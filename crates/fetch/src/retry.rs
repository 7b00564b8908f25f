//! Automatic retry around a [`Fetcher`].

use std::collections::BTreeMap;
use std::time::Duration;

use serde_json::Value;

use crate::client::{request_url, Fetcher};
use crate::error::FetchError;
use crate::provider::redact;

/// Delay before the single retry when none is configured.
pub const DEFAULT_RETRY_DELAY_MS: u64 = 1000;

/// How many extra attempts a failed fetch gets, and how long to wait first.
#[derive(Debug, Clone, Copy, PartialEq, Eq)]
pub struct RetryPolicy {
    pub max_retries: u32,
    pub delay: Duration,
}

impl RetryPolicy {
    /// Single attempt, never retried.
    pub fn none() -> Self {
        Self {
            max_retries: 0,
            delay: Duration::ZERO,
        }
    }
}

impl Default for RetryPolicy {
    fn default() -> Self {
        Self {
            max_retries: 1,
            delay: Duration::from_millis(DEFAULT_RETRY_DELAY_MS),
        }
    }
}

/// Fetch `url`, retrying retryable failures per `policy`.
///
/// The last error is returned once retries are exhausted.
pub async fn fetch_with_retry(
    fetcher: &dyn Fetcher,
    url: &str,
    policy: &RetryPolicy,
) -> Result<Value, FetchError> {
    let mut attempt = 0u32;
    loop {
        attempt += 1;
        match fetcher.fetch(url).await {
            Ok(value) => return Ok(value),
            Err(e) if e.is_retryable() && attempt <= policy.max_retries => {
                tracing::warn!(
                    url = %redact(url),
                    attempt,
                    error = %e,
                    delay_ms = policy.delay.as_millis() as u64,
                    "Fetch failed, retrying",
                );
                tokio::time::sleep(policy.delay).await;
            }
            Err(e) => return Err(e),
        }
    }
}

/// One-off fetch used to preview an endpoint before a widget is committed.
///
/// Applies `params` the same way a live binding does.
pub async fn probe(
    fetcher: &dyn Fetcher,
    endpoint: &str,
    params: Option<&BTreeMap<String, String>>,
    policy: &RetryPolicy,
) -> Result<Value, FetchError> {
    let url = request_url(endpoint, params)?;
    tracing::debug!(url = %redact(&url), "Probing endpoint");
    fetch_with_retry(fetcher, &url, policy).await
}

#[cfg(test)]
mod tests {
    use std::collections::VecDeque;
    use std::sync::Mutex;

    use assert_matches::assert_matches;
    use async_trait::async_trait;
    use serde_json::json;

    use super::*;

    /// Replays scripted outcomes and records every URL it was asked for.
    struct Scripted {
        outcomes: Mutex<VecDeque<Result<Value, FetchError>>>,
        calls: Mutex<Vec<String>>,
    }

    impl Scripted {
        fn new(outcomes: Vec<Result<Value, FetchError>>) -> Self {
            Self {
                outcomes: Mutex::new(outcomes.into()),
                calls: Mutex::new(Vec::new()),
            }
        }

        fn calls(&self) -> usize {
            self.calls.lock().unwrap().len()
        }
    }

    #[async_trait]
    impl Fetcher for Scripted {
        async fn fetch(&self, url: &str) -> Result<Value, FetchError> {
            self.calls.lock().unwrap().push(url.to_string());
            self.outcomes
                .lock()
                .unwrap()
                .pop_front()
                .unwrap_or(Err(FetchError::Network("script exhausted".into())))
        }
    }

    #[tokio::test(start_paused = true)]
    async fn retries_once_then_succeeds() {
        let fetcher = Scripted::new(vec![Err(FetchError::RateLimited), Ok(json!({"ok": true}))]);
        let value = fetch_with_retry(&fetcher, "http://x", &RetryPolicy::default())
            .await
            .unwrap();
        assert_eq!(value, json!({"ok": true}));
        assert_eq!(fetcher.calls(), 2);
    }

    #[tokio::test(start_paused = true)]
    async fn second_failure_surfaces() {
        let fetcher = Scripted::new(vec![
            Err(FetchError::Http { status: 500 }),
            Err(FetchError::Http { status: 503 }),
            Ok(json!(1)),
        ]);
        let result = fetch_with_retry(&fetcher, "http://x", &RetryPolicy::default()).await;
        assert_matches!(result, Err(FetchError::Http { status: 503 }));
        assert_eq!(fetcher.calls(), 2);
    }

    #[tokio::test(start_paused = true)]
    async fn configuration_error_is_not_retried() {
        let fetcher = Scripted::new(vec![
            Err(FetchError::Configuration {
                provider: "finnhub".into(),
                secret: "FINNHUB_API_KEY".into(),
            }),
            Ok(json!(1)),
        ]);
        let result = fetch_with_retry(&fetcher, "http://x", &RetryPolicy::default()).await;
        assert_matches!(result, Err(FetchError::Configuration { .. }));
        assert_eq!(fetcher.calls(), 1);
    }

    #[tokio::test]
    async fn no_retry_policy_makes_one_attempt() {
        let fetcher = Scripted::new(vec![Err(FetchError::RateLimited)]);
        let result = fetch_with_retry(&fetcher, "http://x", &RetryPolicy::none()).await;
        assert_matches!(result, Err(FetchError::RateLimited));
        assert_eq!(fetcher.calls(), 1);
    }

    #[tokio::test]
    async fn probe_applies_params() {
        let fetcher = Scripted::new(vec![Ok(json!([]))]);
        let params = BTreeMap::from([("symbol".to_string(), "AAPL".to_string())]);
        probe(
            &fetcher,
            "https://example.com/quote",
            Some(&params),
            &RetryPolicy::none(),
        )
        .await
        .unwrap();
        assert_eq!(
            fetcher.calls.lock().unwrap()[0],
            "https://example.com/quote?symbol=AAPL"
        );
    }

    #[tokio::test]
    async fn probe_rejects_blank_endpoint() {
        let fetcher = Scripted::new(vec![]);
        let result = probe(&fetcher, "  ", None, &RetryPolicy::default()).await;
        assert_matches!(result, Err(FetchError::InvalidEndpoint(_)));
        assert_eq!(fetcher.calls(), 0);
    }
}
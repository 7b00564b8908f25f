/// Widget identifiers are opaque strings (UUID v4 when created locally).
pub type WidgetId = String;

/// All runtime timestamps are UTC.
pub type Timestamp = chrono::DateTime<chrono::Utc>;

/// Creation timestamps are persisted as epoch milliseconds.
pub type EpochMillis = i64;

______

**PROMPT**
Looking at the data above, return every line from the one with "Err(e) => return" down to the one with "use super::*;", exactly and inclusively.

**THE ANSWER**
            Err(e) => return Err(e),
        }
    }
}

/// One-off fetch used to preview an endpoint before a widget is committed.
///
/// Applies `params` the same way a live binding does.
pub async fn probe(
    fetcher: &dyn Fetcher,
    endpoint: &str,
    params: Option<&BTreeMap<String, String>>,
    policy: &RetryPolicy,
) -> Result<Value, FetchError> {
    let url = request_url(endpoint, params)?;
    tracing::debug!(url = %redact(&url), "Probing endpoint");
    fetch_with_retry(fetcher, &url, policy).await
}

#[cfg(test)]
mod tests {
    use std::collections::VecDeque;
    use std::sync::Mutex;

    use assert_matches::assert_matches;
    use async_trait::async_trait;
    use serde_json::json;

    use super::*;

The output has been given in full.